## [PROBLEM REQUIREMENTS]
The answer must consist of every line in the data that contains "SchemaUpToDate".

Collected data entries
//! Early-exit penalty and withdrawal payout calculation.
//!
//! The penalty rate decays linearly over the pool's lock window:
//!
//! ```text
//! remaining = min(unlock_time - now, window)
//! penalty   = amount * penalty_bps * remaining / (10_000 * window)
//! ```
//!
//! A withdrawal at the very start of the window pays the full `penalty_bps`;
//! at or after `unlock_time` it pays nothing.

use anchor_lang::prelude::*;

use crate::constants::BASIS_POINTS_DENOMINATOR;
use crate::error::StakingError;

/// Token movements produced by a withdrawal.
#[derive(Clone, Copy, Debug, Default, PartialEq, Eq)]
pub struct Payout {
    /// Staking asset returned to the staker.
    pub principal: u64,
    /// Staking asset routed to the treasury.
    pub penalty: u64,
    /// Reward asset paid to the staker.
    pub reward: u64,
    /// Whether the withdrawal happened before the position's unlock time.
    pub early: bool,
}

impl Payout {
    /// Gross amount of staking asset leaving the vault.
    pub fn withdrawn(&self) -> u64 {
        self.principal.saturating_add(self.penalty)
    }
}

/// A withdrawal is early while `now` is strictly before `unlock_time`.
pub fn is_early(now: i64, unlock_time: i64) -> bool {
    now < unlock_time
}

/// Penalty charged on `amount` withdrawn at `now`.
///
/// `window` is the pool's lock window (`end_time - start_time`). Time left
/// until unlock is clamped to the window, so extending a pool's end time
/// never pushes the rate above `penalty_bps`.
pub fn calculate_penalty(
    amount: u64,
    penalty_bps: u16,
    unlock_time: i64,
    now: i64,
    window: i64,
) -> Result<u64> {
    if !is_early(now, unlock_time) || penalty_bps == 0 || amount == 0 || window <= 0 {
        return Ok(0);
    }

    let remaining = unlock_time
        .checked_sub(now)
        .ok_or(StakingError::MathOverflow)?
        .min(window);

    let numerator = (amount as u128)
        .checked_mul(penalty_bps as u128)
        .ok_or(StakingError::MathOverflow)?
        .checked_mul(remaining as u128)
        .ok_or(StakingError::MathOverflow)?;
    let denominator = (BASIS_POINTS_DENOMINATOR as u128)
        .checked_mul(window as u128)
        .ok_or(StakingError::MathOverflow)?;

    let penalty = numerator
        .checked_div(denominator)
        .ok_or(StakingError::DivisionByZero)?;

    // penalty_bps <= 10_000 and remaining <= window, so penalty <= amount
    u64::try_from(penalty).map_err(|_| StakingError::MathOverflow.into())
}

/// Build the payout for withdrawing `amount` with `pending` reward settled.
///
/// Early withdrawals pay the time-decayed penalty and forfeit `pending`.
pub fn withdrawal_payout(
    amount: u64,
    pending: u64,
    penalty_bps: u16,
    unlock_time: i64,
    now: i64,
    window: i64,
) -> Result<Payout> {
    let early = is_early(now, unlock_time);
    let penalty = calculate_penalty(amount, penalty_bps, unlock_time, now, window)?;
    let principal = amount
        .checked_sub(penalty)
        .ok_or(StakingError::MathOverflow)?;

    Ok(Payout {
        principal,
        penalty,
        reward: if early { 0 } else { pending },
        early,
    })
}

#[cfg(test)]
mod tests {
    use super::*;

    #[test]
    fn full_rate_at_window_start() {
        // 10% of 1000 withdrawn at t=0 of a 0..1000 window
        assert_eq!(calculate_penalty(1_000, 1_000, 1_000, 0, 1_000).unwrap(), 100);
    }

    #[test]
    fn rate_decays_linearly() {
        assert_eq!(calculate_penalty(1_000, 1_000, 1_000, 250, 1_000).unwrap(), 75);
        assert_eq!(calculate_penalty(1_000, 1_000, 1_000, 500, 1_000).unwrap(), 50);
        assert_eq!(calculate_penalty(1_000, 1_000, 1_000, 999, 1_000).unwrap(), 0);
        assert_eq!(calculate_penalty(10_000, 1_000, 1_000, 999, 1_000).unwrap(), 1);
    }

    #[test]
    fn no_penalty_at_or_after_unlock() {
        assert_eq!(calculate_penalty(1_000, 1_000, 1_000, 1_000, 1_000).unwrap(), 0);
        assert_eq!(calculate_penalty(1_000, 1_000, 1_000, 5_000, 1_000).unwrap(), 0);
    }

    #[test]
    fn remaining_time_is_clamped_to_window() {
        // unlock 2000s away but the window is only 1000s: full rate, not double
        assert_eq!(calculate_penalty(1_000, 10_000, 2_000, 0, 1_000).unwrap(), 1_000);
    }

    #[test]
    fn zero_rate_or_window_charges_nothing() {
        assert_eq!(calculate_penalty(1_000, 0, 1_000, 0, 1_000).unwrap(), 0);
        assert_eq!(calculate_penalty(1_000, 1_000, 1_000, 0, 0).unwrap(), 0);
    }

    #[test]
    fn early_payout_forfeits_reward() {
        let payout = withdrawal_payout(50, 40, 1_000, 1_000, 500, 1_000).unwrap();
        assert_eq!(
            payout,
            Payout {
                principal: 48,
                penalty: 2,
                reward: 0,
                early: true
            }
        );
        assert_eq!(payout.withdrawn(), 50);
    }

    #[test]
    fn mature_payout_keeps_reward() {
        let payout = withdrawal_payout(50, 40, 1_000, 1_000, 1_000, 1_000).unwrap();
        assert_eq!(
            payout,
            Payout {
                principal: 50,
                penalty: 0,
                reward: 40,
                early: false
            }
        );
    }
}
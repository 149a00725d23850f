use anchor_lang::prelude::*;

use crate::constants::*;
use crate::error::StakingError;
use crate::math;

/// Admin-supplied emission and penalty parameters for a pool.
#[derive(AnchorSerialize, AnchorDeserialize, Clone, Copy, Debug, Default, PartialEq, Eq)]
pub struct PoolParams {
    pub reward_per_second: u64,
    pub min_stake: u64,
    pub penalty_bps: u16,
    pub end_time: i64,
}

impl PoolParams {
    /// Rejects parameters that could overflow accrual or break the penalty window.
    pub fn validate(&self, start_time: i64) -> Result<()> {
        require!(
            self.penalty_bps <= MAX_PENALTY_BPS,
            StakingError::InvalidPenaltyRate
        );
        require!(
            self.reward_per_second <= MAX_REWARD_PER_SECOND,
            StakingError::RewardRateTooHigh
        );
        require!(self.end_time > start_time, StakingError::InvalidPool);

        let window = self
            .end_time
            .checked_sub(start_time)
            .ok_or(StakingError::MathOverflow)?;
        require!(
            window <= MAX_POOL_DURATION,
            StakingError::PoolDurationTooLong
        );

        // Emission over the whole window must fit a token supply. That caps
        // `acc_reward_per_share` at `u64::MAX * SCALE` even with a single
        // unit staked, so `amount * acc / SCALE` always fits in u128.
        (window as u64)
            .checked_mul(self.reward_per_second)
            .ok_or(StakingError::RewardRateTooHigh)?;

        Ok(())
    }
}

#[account]
pub struct Pool {
    pub id: u64,

    pub staking_mint: Pubkey,
    pub reward_mint: Pubkey,
    pub staking_vault: Pubkey,
    pub reward_vault: Pubkey,

    pub reward_per_second: u64,
    pub min_stake: u64,
    pub penalty_bps: u16,

    pub start_time: i64,
    pub end_time: i64,

    pub total_staked: u64,
    /// Cumulative reward per staked unit, scaled by `SCALE`.
    pub acc_reward_per_share: u128,
    pub last_accrual_time: i64,

    pub total_rewards_paid: u64,
    pub total_penalties: u64,
    pub staker_count: u64,

    pub schema_version: u8,
    pub staking_vault_bump: u8,
    pub reward_vault_bump: u8,
    pub bump: u8,
}

impl Pool {
    pub const LEN: usize = 8
        + 8
        + (32 * 4)
        + (8 * 2)
        + 2
        + (8 * 2)
        + 8
        + 16
        + 8
        + (8 * 3)
        + 4;

    /// Seeds the accounting fields of a freshly created pool.
    pub fn open(&mut self, params: &PoolParams, now: i64) -> Result<()> {
        params.validate(now)?;

        self.reward_per_second = params.reward_per_second;
        self.min_stake = params.min_stake;
        self.penalty_bps = params.penalty_bps;
        self.start_time = now;
        self.end_time = params.end_time;

        self.total_staked = 0;
        self.acc_reward_per_share = 0;
        self.last_accrual_time = now;

        self.total_rewards_paid = 0;
        self.total_penalties = 0;
        self.staker_count = 0;
        self.schema_version = CURRENT_SCHEMA_VERSION;

        Ok(())
    }

    /// Replaces the pool's parameters.
    ///
    /// Accrual runs under the old rate first, so the change only applies
    /// from `now` onward.
    pub fn apply_update(&mut self, params: &PoolParams, now: i64) -> Result<()> {
        params.validate(self.start_time)?;
        self.accrue(now)?;

        self.reward_per_second = params.reward_per_second;
        self.min_stake = params.min_stake;
        self.penalty_bps = params.penalty_bps;
        self.end_time = params.end_time;

        Ok(())
    }

    /// Accumulator value as if `accrue(now)` ran, without mutating the pool.
    pub fn projected_acc_reward_per_share(&self, now: i64) -> Result<u128> {
        if now <= self.last_accrual_time || self.total_staked == 0 {
            return Ok(self.acc_reward_per_share);
        }

        let elapsed = now
            .checked_sub(self.last_accrual_time)
            .ok_or(StakingError::MathOverflow)? as u64;
        let delta =
            math::reward_per_share_delta(elapsed, self.reward_per_second, self.total_staked)?;

        self.acc_reward_per_share
            .checked_add(delta)
            .ok_or(StakingError::MathOverflow.into())
    }

    /// Advances the accumulator to `now`.
    ///
    /// Time that passes while nothing is staked is skipped: the clock moves
    /// but the accumulator does not, so that emission is owed to nobody.
    pub fn accrue(&mut self, now: i64) -> Result<()> {
        if now <= self.last_accrual_time {
            return Ok(());
        }
        self.acc_reward_per_share = self.projected_acc_reward_per_share(now)?;
        self.last_accrual_time = now;
        Ok(())
    }

    /// Advances the pool's schema to the current version, returning the
    /// previous one.
    pub fn migrate(&mut self) -> Result<u8> {
        require!(
            self.schema_version < CURRENT_SCHEMA_VERSION,
            StakingError::SchemaUpToDate
        );
        let previous = self.schema_version;
        self.schema_version = CURRENT_SCHEMA_VERSION;
        Ok(previous)
    }

    /// Length of the penalty decay window.
    pub fn lock_window(&self) -> i64 {
        self.end_time.saturating_sub(self.start_time)
    }

    pub fn add_stake(&mut self, amount: u64) -> Result<()> {
        self.total_staked = self
            .total_staked
            .checked_add(amount)
            .ok_or(StakingError::MathOverflow)?;
        Ok(())
    }

    pub fn remove_stake(&mut self, amount: u64) -> Result<()> {
        self.total_staked = self
            .total_staked
            .checked_sub(amount)
            .ok_or(StakingError::AccountingFault)?;
        Ok(())
    }

    pub fn record_reward_paid(&mut self, reward: u64) -> Result<()> {
        self.total_rewards_paid = self
            .total_rewards_paid
            .checked_add(reward)
            .ok_or(StakingError::MathOverflow)?;
        Ok(())
    }

    pub fn record_penalty(&mut self, penalty: u64) -> Result<()> {
        self.total_penalties = self
            .total_penalties
            .checked_add(penalty)
            .ok_or(StakingError::MathOverflow)?;
        Ok(())
    }
}

#[cfg(test)]
pub(crate) mod tests {
    use super::*;

    pub(crate) fn empty_pool() -> Pool {
        Pool {
            id: 0,
            staking_mint: Pubkey::default(),
            reward_mint: Pubkey::default(),
            staking_vault: Pubkey::default(),
            reward_vault: Pubkey::default(),
            reward_per_second: 0,
            min_stake: 0,
            penalty_bps: 0,
            start_time: 0,
            end_time: 0,
            total_staked: 0,
            acc_reward_per_share: 0,
            last_accrual_time: 0,
            total_rewards_paid: 0,
            total_penalties: 0,
            staker_count: 0,
            schema_version: 0,
            staking_vault_bump: 0,
            reward_vault_bump: 0,
            bump: 0,
        }
    }

    pub(crate) fn open_pool(params: PoolParams, now: i64) -> Pool {
        let mut pool = empty_pool();
        pool.open(&params, now).unwrap();
        pool
    }

    fn params(reward_per_second: u64) -> PoolParams {
        PoolParams {
            reward_per_second,
            min_stake: 10,
            penalty_bps: 1_000,
            end_time: 1_000,
        }
    }

    #[test]
    fn open_seeds_clock_and_empty_totals() {
        let pool = open_pool(params(1), 0);
        assert_eq!(pool.last_accrual_time, 0);
        assert_eq!(pool.start_time, 0);
        assert_eq!(pool.total_staked, 0);
        assert_eq!(pool.acc_reward_per_share, 0);
        assert_eq!(pool.lock_window(), 1_000);
        assert_eq!(pool.schema_version, CURRENT_SCHEMA_VERSION);
    }

    #[test]
    fn params_validation() {
        let mut bad = params(1);
        bad.penalty_bps = 10_001;
        assert_eq!(bad.validate(0).unwrap_err(), StakingError::InvalidPenaltyRate.into());

        let mut bad = params(MAX_REWARD_PER_SECOND + 1);
        assert_eq!(bad.validate(0).unwrap_err(), StakingError::RewardRateTooHigh.into());

        bad = params(1);
        bad.end_time = 0;
        assert_eq!(bad.validate(0).unwrap_err(), StakingError::InvalidPool.into());

        bad.end_time = MAX_POOL_DURATION + 1;
        assert_eq!(bad.validate(0).unwrap_err(), StakingError::PoolDurationTooLong.into());

        // 10^15/s for ten years is more than a u64 supply can emit
        bad = params(MAX_REWARD_PER_SECOND);
        bad.end_time = MAX_POOL_DURATION;
        assert_eq!(bad.validate(0).unwrap_err(), StakingError::RewardRateTooHigh.into());

        let mut full = params(MAX_REWARD_PER_SECOND);
        full.penalty_bps = MAX_PENALTY_BPS;
        assert!(full.validate(0).is_ok());
    }

    #[test]
    fn empty_pool_only_advances_clock() {
        let mut pool = open_pool(params(5), 0);
        pool.accrue(1_000).unwrap();
        assert_eq!(pool.acc_reward_per_share, 0);
        assert_eq!(pool.last_accrual_time, 1_000);
    }

    #[test]
    fn accrue_is_idempotent_at_same_instant() {
        let mut pool = open_pool(params(3), 0);
        pool.add_stake(100).unwrap();
        pool.accrue(50).unwrap();
        let snapshot = (pool.acc_reward_per_share, pool.last_accrual_time);
        pool.accrue(50).unwrap();
        assert_eq!((pool.acc_reward_per_share, pool.last_accrual_time), snapshot);
    }

    #[test]
    fn accrue_ignores_earlier_timestamps() {
        let mut pool = open_pool(params(3), 0);
        pool.add_stake(100).unwrap();
        pool.accrue(50).unwrap();
        let acc = pool.acc_reward_per_share;
        pool.accrue(20).unwrap();
        assert_eq!(pool.last_accrual_time, 50);
        assert_eq!(pool.acc_reward_per_share, acc);
    }

    #[test]
    fn projection_matches_accrual() {
        let mut pool = open_pool(params(7), 0);
        pool.add_stake(33).unwrap();
        let projected = pool.projected_acc_reward_per_share(123).unwrap();
        pool.accrue(123).unwrap();
        assert_eq!(pool.acc_reward_per_share, projected);
    }

    #[test]
    fn update_settles_old_rate_first() {
        let mut pool = open_pool(params(1), 0);
        pool.add_stake(100).unwrap();

        pool.apply_update(&params(10), 100).unwrap();
        // 100s at the old rate of 1/s over 100 staked
        assert_eq!(pool.acc_reward_per_share, SCALE);
        assert_eq!(pool.reward_per_second, 10);

        pool.accrue(200).unwrap();
        // plus 100s at 10/s
        assert_eq!(pool.acc_reward_per_share, 11 * SCALE);
    }

    #[test]
    fn rejected_update_leaves_pool_untouched() {
        let mut pool = open_pool(params(1), 0);
        pool.add_stake(100).unwrap();
        let mut bad = params(1);
        bad.penalty_bps = 20_000;

        assert!(pool.apply_update(&bad, 100).is_err());
        assert_eq!(pool.last_accrual_time, 0);
        assert_eq!(pool.acc_reward_per_share, 0);
        assert_eq!(pool.penalty_bps, 1_000);
    }

    #[test]
    fn migrate_leaves_accounting_alone() {
        let mut pool = open_pool(params(1), 0);
        pool.add_stake(100).unwrap();
        pool.accrue(10).unwrap();
        pool.schema_version = 0;

        assert_eq!(pool.migrate().unwrap(), 0);
        assert_eq!(pool.schema_version, CURRENT_SCHEMA_VERSION);
        assert_eq!(pool.acc_reward_per_share, SCALE / 10);
        assert_eq!(pool.total_staked, 100);
        assert_eq!(
            pool.migrate().unwrap_err(),
            StakingError::SchemaUpToDate.into()
        );
    }

    #[test]
    fn remove_more_than_staked_is_an_accounting_fault() {
        let mut pool = open_pool(params(1), 0);
        pool.add_stake(5).unwrap();
        assert_eq!(
            pool.remove_stake(6).unwrap_err(),
            StakingError::AccountingFault.into()
        );
    }
}
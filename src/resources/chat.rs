use crate::client::{to_body, Client};
use crate::dispatch::RequestDescriptor;
use crate::error::Error;
use crate::stream::ChatCompletionStream;
use crate::types::{ChatCompletion, ChatCompletionRequest};
use serde_json::Value;

const COMPLETIONS_PATH: &str = "/chat/completions";

/// `client.chat()`
pub struct Chat<'a> {
    client: &'a Client,
}

impl<'a> Chat<'a> {
    pub(crate) fn new(client: &'a Client) -> Self {
        Self { client }
    }

    pub fn completions(&self) -> Completions<'a> {
        Completions {
            client: self.client,
        }
    }
}

/// `client.chat().completions()`
pub struct Completions<'a> {
    client: &'a Client,
}

impl Completions<'_> {
    /// Create a completion and wait for the whole response.
    ///
    /// Any `stream` flag on the request is dropped; use
    /// [`create_stream`](Self::create_stream) for incremental output.
    pub async fn create(&self, request: &ChatCompletionRequest) -> Result<ChatCompletion, Error> {
        let mut body = to_body(request, "chat completion request")?;
        if let Value::Object(fields) = &mut body {
            fields.remove("stream");
        }

        self.client
            .call(
                RequestDescriptor::post(COMPLETIONS_PATH, body),
                "chat completion",
            )
            .await
    }

    /// Prepare a streamed completion.
    ///
    /// No request is sent until the first chunk is pulled. Connection
    /// failures and non-2xx statuses surface from that first pull.
    pub fn create_stream(
        &self,
        request: &ChatCompletionRequest,
    ) -> Result<ChatCompletionStream, Error> {
        let body = to_body(request, "chat completion request")?;
        let events = self.client.stream_events(COMPLETIONS_PATH, body);
        Ok(ChatCompletionStream::new(events))
    }
}
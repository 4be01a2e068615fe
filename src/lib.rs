//! Async client for the AI Relay API: chat completions, embeddings, model
//! listing and billing, with retrying dispatch and lazy SSE streaming.
//!
//! # Example
//! ```no_run
//! use ai_relay_sdk::{ChatCompletionRequest, Client, Message};
//!
//! #[tokio::main]
//! async fn main() -> Result<(), ai_relay_sdk::Error> {
//!     let client = Client::from_env()?;
//!     let request = ChatCompletionRequest::new("relay-small", vec![Message::user("Hello!")])
//!         .max_tokens(256);
//!
//!     let mut stream = client.chat().completions().create_stream(&request)?;
//!     while let Some(chunk) = stream.next().await {
//!         if let Some(text) = chunk?.text() {
//!             print!("{text}");
//!         }
//!     }
//!
//!     let result = stream.finalize()?;
//!     println!("\nTokens: {} total", result.usage.total_tokens);
//!     Ok(())
//! }
//! ```

pub mod client;
pub mod config;
pub mod dispatch;
pub mod error;
pub mod resources;
pub mod sse;
pub mod stream;
pub mod types;

pub use client::{Client, ClientBuilder};
pub use config::TransportConfig;
pub use dispatch::{Dispatcher, RequestDescriptor};
pub use error::Error;
pub use reqwest::Method;
pub use stream::{ChatCompletionStream, EventStream};
pub use types::*;

/// Result type alias for this crate.
pub type Result<T> = std::result::Result<T, Error>;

## [ANSWER FOR THE TASK]
            StakingError::SchemaUpToDate
            StakingError::SchemaUpToDate.into()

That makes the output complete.